What gives that implication?
You aren't even necessarily casting the spells from these items on yourself. You can use scrolls of Heal to cast Harm on enemies. What about that is implying how your Dhampir character gets targeted by Heal or Harm?
-----
What it feels like you are doing is assuming an expectation that this feat's only purpose is to let you get scrolls of Heal and use them to cast Harm on yourself so that you can heal with them.
That is an impressive amount of assumptions going on.
There are certainly plenty of other uses of the feat.
And even a hypothetical feat that said exactly that: "Dhampir feat 17: You can use items that cast the Heal spell to instead cast Harm on yourself to heal with." you would still be running into a Specific Defines General logical fallacy. You can't use a specific rule to determine what a general rule that doesn't exist should be.
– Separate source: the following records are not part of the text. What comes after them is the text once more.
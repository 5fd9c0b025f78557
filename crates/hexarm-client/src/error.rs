//! 控制层错误类型定义

use hexarm_gateway::GatewayError;
use hexarm_kinematics::{AngleRange, Deg, Joint, KinematicsError};
use thiserror::Error;

use crate::config::ConfigError;

/// 控制层错误
#[derive(Error, Debug, Clone, PartialEq)]
pub enum ArmError {
    /// 未回零的关节收到运动命令（零步栅栏除外）
    #[error("Joint {joint} is not homed")]
    NotHomed { joint: Joint },

    /// 目标角度越界
    #[error("Joint {joint} target {target} outside range {range}")]
    OutOfRange {
        joint: Joint,
        target: Deg,
        range: AngleRange,
    },

    /// 回零失败：行程走完仍未触碰限位开关，关节保持未回零
    #[error("Homing failed on {joint}: {reason}")]
    HomingFailed { joint: Joint, reason: &'static str },

    /// 逆解失败（含单次腕型翻转之后）
    #[error("Inverse kinematics failed: {0}")]
    IkFailed(#[from] KinematicsError),

    /// moveL 插值路径上某个中间位姿逆解失败；未下发任何命令
    #[error("Trajectory invalid at sample {index}: {source}")]
    TrajectoryInvalid {
        index: usize,
        source: KinematicsError,
    },

    /// 网关终态错误
    #[error("Gateway error: {0}")]
    Gateway(#[from] GatewayError),

    /// 配置错误（构造时检出）
    #[error(transparent)]
    Config(#[from] ConfigError),

    /// 运动被 halt() 打断
    #[error("Motion interrupted by halt")]
    Interrupted,
}

/// Result 类型别名
pub type Result<T> = std::result::Result<T, ArmError>;

#[cfg(test)]
mod tests {
    use super::*;

    #[test]
    fn test_error_display() {
        let err = ArmError::NotHomed { joint: Joint::J3 };
        assert!(format!("{}", err).contains("J3"));

        let err = ArmError::OutOfRange {
            joint: Joint::J2,
            target: Deg(91.0),
            range: AngleRange::new(Deg(-42.0), Deg(90.0)),
        };
        let msg = format!("{}", err);
        assert!(msg.contains("J2") && msg.contains("91.00"));

        let err = ArmError::HomingFailed {
            joint: Joint::J1,
            reason: "travel exceeded, switch not hit",
        };
        assert!(format!("{}", err).contains("travel exceeded"));
    }

    #[test]
    fn test_gateway_error_converts() {
        let err: ArmError = GatewayError::Down.into();
        assert!(matches!(err, ArmError::Gateway(GatewayError::Down)));
    }
}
And you certainly can't use a specific rule to override a general rule generally for all other similar but distinct abilities.
| Baarogue |
| 1 person marked this as a favorite. |
antagonistic GMs are the only ones trying to argue that Harm doesn't heal dhampirs and Heal doesn't hurt them based entirely on a pedantic cherry-picked reading of the spells and ignoring the wealth of other content that clarifies their interaction, beginning all the way with the dhampir's description, "You have the void healing ability, which means you are harmed by vitality damage and healed by void effects as if you were undead."
I AGREE that all references to "living", "undead", "vitality healing", and "void healing" should be removed from all spells' targeting and effect lines where vitality and/or void healing and/or damage are the effects, replaced only with a reminder note that usually such effects only affect a living/undead creature if only because it will shut up these ridiculous, bad-faith arguments. But until then I am going to run it as it is so very clearly intended
| Teridax |
I agree: although the wording around many vitality and void effects is confused by references to undead rather than void healing and should probably be standardized, the Dhampir’s own rules text makes it unambiguously clear that they’re harmed by heal and healed by harm. I don’t think there’s any way to read or rule that differently in good faith.